Automatic detection of epileptic seizure events using the time-frequency features and machine learning

Abstract

Computer-aided seizure detection from the long-term EEG has shown great potential in improving the epilepsy diagnosis accuracy and efficiency. This study was aimed to utilize prior knowledge about the epileptic EEG signals in choosing the algorithms and parameters in order to improve the performance and robustness for seizure detection. Our choices included the kurtosis-based channel selection, five-level empirical wavelet transform (EWT) for EEG signal decomposition adaptive to the power spectra of individual channels, the direct use of the instantaneous time–frequency features, and post-processing of classification outcomes. Using the publicly available CHB-MIT epileptic EEG database, we tested our algorithm against the high performance ones published in the recent literature and the high potential alternatives.
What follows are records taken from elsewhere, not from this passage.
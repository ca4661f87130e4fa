//! Rule configuration support
//!
//! All thresholds, tolerances, allow-lists and keyword tables live in one
//! injectable [`RuleConfiguration`] value, loadable from a TOML file. Checks
//! receive it at run time; nothing regulatory is baked into check logic.

mod rules;

pub use rules::{
    GeometryRules, MaterialRules, NamingRules, PmrRules, RuleConfiguration, SpaceRules,
    SummaryRules,
};
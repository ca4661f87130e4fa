//! Stair width accessibility check

use crate::checks::band::ToleranceBand;
use crate::checks::base::Check;
use crate::checks::indeterminate;
use crate::checks::measure::WIDTH_KEYS;
use crate::config::RuleConfiguration;
use crate::graph::{read_number, ElementCategory, ModelGraph, Reading};
use crate::models::{ComplianceCheckResult, ComplianceLevel};
use anyhow::Result;

/// Checks stair flight widths against the accessible minimum.
pub struct StairWidthCheck;

impl Check<ComplianceCheckResult> for StairWidthCheck {
    fn category(&self) -> &'static str {
        "stair_width"
    }

    fn description(&self) -> &'static str {
        "Stair widths against the accessible minimum"
    }

    fn scanned_categories(&self) -> &'static [ElementCategory] {
        &[ElementCategory::Stair]
    }

    fn scan(
        &self,
        model: &dyn ModelGraph,
        rules: &RuleConfiguration,
    ) -> Result<Vec<ComplianceCheckResult>> {
        let required = rules.pmr.stair_width_min;
        let band = ToleranceBand::new(required, rules.pmr.stair_width_tolerance)
            .with_floor(rules.pmr.passage_floor);
        let mut results = Vec::new();

        for entity in model.entities_of_type(ElementCategory::Stair) {
            let Some(attrs) = model.attributes(entity) else {
                continue;
            };
            let width = match read_number(&model.property_sets(entity), WIDTH_KEYS) {
                Reading::Found(w) => w,
                Reading::NotFound | Reading::Faulted(_) => {
                    results.push(indeterminate(
                        self.category(),
                        &attrs,
                        "Stair width",
                        "m",
                        "Article R111-19-6 du CCH",
                    ));
                    continue;
                }
            };

            let compliance = band.classify_minimum(width);
            let recommendation = match compliance {
                ComplianceLevel::Compliant => "Width is compliant".to_string(),
                ComplianceLevel::Attention => format!(
                    "Borderline width ({width:.2} m). Recommended: {required} m minimum"
                ),
                ComplianceLevel::NotApplicable => {
                    "Stair too narrow to make accessible".to_string()
                }
                ComplianceLevel::NonCompliant => format!("Widen to at least {required} m"),
            };

            let mut result = ComplianceCheckResult::new(
                self.category(),
                &attrs.id,
                &attrs.type_name,
                attrs.display_name(),
            );
            result.description = format!("Stair width check: {width:.2} m");
            result.compliance = compliance;
            result.measured_value = Some(width);
            result.required_value = Some(required);
            result.unit = "m".to_string();
            result.recommendation = recommendation;
            result.regulation_reference = "Article R111-19-6 du CCH".to_string();
            results.push(result);
        }
        Ok(results)
    }
}

#[cfg(test)]
mod tests {
    use super::*;
    use crate::graph::MemoryModel;
    use serde_json::json;

    fn run(width: Option<f64>) -> ComplianceCheckResult {
        let mut builder = MemoryModel::builder();
        let stair = builder.add("IfcStair", Some("Stair-01"));
        if let Some(w) = width {
            builder.set_property(stair, "Pset_StairCommon", "Width", json!(w));
        }
        StairWidthCheck
            .scan(&builder.build(), &RuleConfiguration::default())
            .unwrap()
            .into_iter()
            .next()
            .unwrap()
    }

    #[test]
    fn test_stair_bands() {
        assert_eq!(run(Some(1.30)).compliance, ComplianceLevel::Compliant);
        assert_eq!(run(Some(1.15)).compliance, ComplianceLevel::Attention);
        assert_eq!(run(Some(1.00)).compliance, ComplianceLevel::NonCompliant);
        assert_eq!(run(Some(0.70)).compliance, ComplianceLevel::NotApplicable);
    }

    #[test]
    fn test_missing_width_is_indeterminate() {
        let result = run(None);
        assert_eq!(result.compliance, ComplianceLevel::NotApplicable);
        assert!(result.measured_value.is_none());
    }
}
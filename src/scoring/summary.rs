//! Summaries, issue ranking, and recommendation templates

use crate::config::SummaryRules;
use crate::models::{
    Anomaly, ComplianceCheckResult, ComplianceCounts, ComplianceLevel, Severity, SeverityCounts,
};
use indexmap::IndexMap;
use serde::{Deserialize, Serialize};

/// Overall verdict over one compliance run.
#[derive(Debug, Clone, Copy, PartialEq, Eq, Serialize, Deserialize)]
#[serde(rename_all = "SCREAMING_SNAKE_CASE")]
pub enum GlobalCompliance {
    Compliant,
    CompliantWithReservations,
    NonCompliant,
}

/// Aggregated view over one anomaly run.
#[derive(Debug, Clone, Serialize, Deserialize)]
pub struct AnomalySummary {
    pub total_anomalies: usize,
    pub by_severity: SeverityCounts,
    pub by_category: IndexMap<String, usize>,
    /// Most frequent high-severity issues, descending, top N
    pub most_common_issues: Vec<(String, usize)>,
    pub recommendations: Vec<String>,
}

/// Aggregated view over one compliance run.
#[derive(Debug, Clone, Serialize, Deserialize)]
pub struct ComplianceSummary {
    pub total_checks: usize,
    pub counts: ComplianceCounts,
    /// Share of compliant checks, 0..=100
    pub conformity_score: f64,
    pub global_compliance: GlobalCompliance,
    pub priority_issues_count: usize,
    /// Most frequent non-compliant issues, descending, top N
    pub most_common_issues: Vec<(String, usize)>,
    pub recommendations: Vec<String>,
}

/// Count categories and rank them descending.
///
/// Ties keep first-encounter order: the count map preserves insertion order
/// and the sort is stable.
pub fn most_common<'a>(
    categories: impl Iterator<Item = &'a str>,
    top: usize,
) -> Vec<(String, usize)> {
    let mut counts: IndexMap<String, usize> = IndexMap::new();
    for category in categories {
        *counts.entry(category.to_string()).or_insert(0) += 1;
    }
    let mut ranked: Vec<(String, usize)> = counts.into_iter().collect();
    ranked.sort_by(|a, b| b.1.cmp(&a.1));
    ranked.truncate(top);
    ranked
}

/// Summarize one module's anomalies.
pub fn summarize_anomalies(anomalies: &[Anomaly], rules: &SummaryRules) -> AnomalySummary {
    let by_severity = SeverityCounts::from_anomalies(anomalies);

    let mut by_category: IndexMap<String, usize> = IndexMap::new();
    for anomaly in anomalies {
        *by_category.entry(anomaly.category.clone()).or_insert(0) += 1;
    }

    // frequency ranking only considers the serious findings
    let most_common_issues = most_common(
        anomalies
            .iter()
            .filter(|a| a.severity >= Severity::High)
            .map(|a| a.category.as_str()),
        rules.top_issues,
    );

    let mut recommendations: Vec<String> = by_category
        .iter()
        .map(|(category, count)| anomaly_recommendation(category, *count))
        .take(rules.max_recommendations)
        .collect();
    if recommendations.is_empty() {
        recommendations.push("No significant anomalies detected".to_string());
    }

    AnomalySummary {
        total_anomalies: anomalies.len(),
        by_severity,
        by_category,
        most_common_issues,
        recommendations,
    }
}

/// Summarize one module's compliance results.
pub fn summarize_compliance(
    results: &[ComplianceCheckResult],
    rules: &SummaryRules,
) -> ComplianceSummary {
    let counts = ComplianceCounts::from_results(results);
    let conformity_score = if counts.total > 0 {
        (counts.compliant as f64 / counts.total as f64 * 100.0 * 10.0).round() / 10.0
    } else {
        0.0
    };

    let global_compliance = if counts.non_compliant == 0 {
        if counts.attention == 0 {
            GlobalCompliance::Compliant
        } else {
            GlobalCompliance::CompliantWithReservations
        }
    } else {
        GlobalCompliance::NonCompliant
    };

    let non_compliant: Vec<&ComplianceCheckResult> = results
        .iter()
        .filter(|r| r.compliance == ComplianceLevel::NonCompliant)
        .collect();

    let most_common_issues = most_common(
        non_compliant.iter().map(|r| r.category.as_str()),
        rules.top_issues,
    );

    let mut recommendations = Vec::new();
    if non_compliant.is_empty() {
        recommendations.push("The building meets the main accessibility requirements".to_string());
    } else {
        recommendations.push(format!(
            "Correct {} non-compliant accessibility check(s)",
            non_compliant.len()
        ));
        for (category, count) in most_common(
            non_compliant.iter().map(|r| r.category.as_str()),
            usize::MAX,
        ) {
            recommendations.push(compliance_recommendation(&category, count));
        }
        recommendations.truncate(rules.max_recommendations);
    }

    ComplianceSummary {
        total_checks: results.len(),
        counts,
        conformity_score,
        global_compliance,
        priority_issues_count: non_compliant.len(),
        most_common_issues,
        recommendations,
    }
}

fn anomaly_recommendation(category: &str, count: usize) -> String {
    match category {
        "missing_material" => format!("Assign materials to {count} element(s)"),
        "missing_name" => format!("Name {count} unnamed element(s)"),
        "missing_area" => format!("Assign areas to {count} space(s)"),
        "missing_volume" => format!("Assign volumes to {count} space(s)"),
        "invalid_dimension" => format!("Correct {count} invalid dimension(s)"),
        "unusual_storey_height" => format!("Review storey elevations ({count} finding(s))"),
        "generic_material_name" => format!("Rename {count} generic material(s)"),
        "inappropriate_material" => format!("Verify the material of {count} element(s)"),
        "unconnected_opening" => format!("Attach {count} opening(s) to their host walls"),
        "unbounded_space" => format!("Define boundaries for {count} space(s)"),
        "unsupported_beam" => format!("Review structural support for {count} beam(s)"),
        "duplicate_name" => format!("Rename {count} element(s) with duplicated names"),
        "unclassified_element" => format!("Classify {count} element(s)"),
        "tiny_space" | "huge_space" => format!("Review the area of {count} space(s)"),
        other => format!("Address {count} {other} finding(s)"),
    }
}

fn compliance_recommendation(category: &str, count: usize) -> String {
    match category {
        "door_width" => format!("Widen {count} door(s) to the accessible minimum"),
        "corridor_width" => format!("Widen {count} circulation route(s)"),
        "stair_width" => format!("Widen {count} stair(s)"),
        "ramp_slope" => format!("Reduce the slope of {count} ramp(s)"),
        "toilet_accessibility" => format!("Enlarge {count} sanitary room(s)"),
        "elevator_presence" => "Install an elevator for vertical accessibility".to_string(),
        "level_changes" => "Provide an elevator or an access ramp".to_string(),
        other => format!("Correct {count} {other} issue(s)"),
    }
}

#[cfg(test)]
mod tests {
    use super::*;
    use crate::models::Severity;

    fn anomaly(category: &str, id: &str, severity: Severity) -> Anomaly {
        Anomaly::new(category, id, "IfcWall", "W").severity(severity)
    }

    fn check(category: &str, id: &str, level: ComplianceLevel) -> ComplianceCheckResult {
        let mut result = ComplianceCheckResult::new(category, id, "IfcDoor", "D");
        result.compliance = level;
        result
    }

    #[test]
    fn test_most_common_orders_descending() {
        let anomalies: Vec<Anomaly> = (0..5)
            .map(|i| anomaly("a", &format!("a{i}"), Severity::High))
            .chain((0..3).map(|i| anomaly("b", &format!("b{i}"), Severity::High)))
            .collect();
        let summary = summarize_anomalies(&anomalies, &SummaryRules::default());
        assert_eq!(
            summary.most_common_issues,
            vec![("a".to_string(), 5), ("b".to_string(), 3)]
        );
    }

    #[test]
    fn test_most_common_tie_keeps_first_encountered() {
        let ranked = most_common(["x", "y", "y", "x", "z"].into_iter(), 5);
        assert_eq!(
            ranked,
            vec![
                ("x".to_string(), 2),
                ("y".to_string(), 2),
                ("z".to_string(), 1)
            ]
        );
    }

    #[test]
    fn test_low_severity_does_not_rank() {
        let anomalies = vec![
            anomaly("quiet", "1", Severity::Low),
            anomaly("loud", "2", Severity::Critical),
        ];
        let summary = summarize_anomalies(&anomalies, &SummaryRules::default());
        assert_eq!(summary.most_common_issues, vec![("loud".to_string(), 1)]);
        // but category counts still cover everything
        assert_eq!(summary.by_category.len(), 2);
    }

    #[test]
    fn test_conformity_score_bounds() {
        let rules = SummaryRules::default();
        let empty = summarize_compliance(&[], &rules);
        assert_eq!(empty.conformity_score, 0.0);

        let all_pass = vec![
            check("door_width", "1", ComplianceLevel::Compliant),
            check("door_width", "2", ComplianceLevel::Compliant),
        ];
        let summary = summarize_compliance(&all_pass, &rules);
        assert_eq!(summary.conformity_score, 100.0);
        assert_eq!(summary.global_compliance, GlobalCompliance::Compliant);
    }

    #[test]
    fn test_global_compliance_lattice() {
        let rules = SummaryRules::default();
        let with_attention = vec![
            check("door_width", "1", ComplianceLevel::Compliant),
            check("door_width", "2", ComplianceLevel::Attention),
        ];
        assert_eq!(
            summarize_compliance(&with_attention, &rules).global_compliance,
            GlobalCompliance::CompliantWithReservations
        );

        let with_failure = vec![
            check("door_width", "1", ComplianceLevel::Attention),
            check("door_width", "2", ComplianceLevel::NonCompliant),
        ];
        let summary = summarize_compliance(&with_failure, &rules);
        assert_eq!(summary.global_compliance, GlobalCompliance::NonCompliant);
        assert_eq!(summary.priority_issues_count, 1);
        assert!(summary.recommendations[0].contains('1'));
    }

    #[test]
    fn test_recommendations_are_capped() {
        let rules = SummaryRules {
            max_recommendations: 3,
            top_issues: 5,
        };
        let results: Vec<ComplianceCheckResult> = [
            "door_width",
            "corridor_width",
            "stair_width",
            "ramp_slope",
            "toilet_accessibility",
        ]
        .iter()
        .enumerate()
        .map(|(i, cat)| check(cat, &format!("e{i}"), ComplianceLevel::NonCompliant))
        .collect();
        let summary = summarize_compliance(&results, &rules);
        assert_eq!(summary.recommendations.len(), 3);
    }

    #[test]
    fn test_not_applicable_does_not_hurt_compliance() {
        let rules = SummaryRules::default();
        let results = vec![
            check("door_width", "1", ComplianceLevel::Compliant),
            check("elevator_presence", "building", ComplianceLevel::NotApplicable),
        ];
        let summary = summarize_compliance(&results, &rules);
        assert_eq!(summary.global_compliance, GlobalCompliance::Compliant);
        assert_eq!(summary.conformity_score, 50.0);
    }
}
Our algorithm achieved the mean sensitivity, specificity, and accuracy of 99.77%, 99.88%, and 99.88%, respectively, surpassing the best results in the literature in terms of mean performance. More importantly, the performance was highly consistent across all the tested patient cases. Statistical analysis showed that the levels of EWT and the direct use of time–frequency features had the greatest impacts on the final seizure detection performance. In addition, our results showed that k-nearest neighbors (KNN) and support vector machine (SVM) outperformed random forest (RF) classifier, contrary to the finding the RF being the best for seizure detection task in the literature. Our findings demonstrate the value of prior-knowledge-based feature extraction and suggest the equal importance of feature extraction and classifier in the seizure detection algorithm.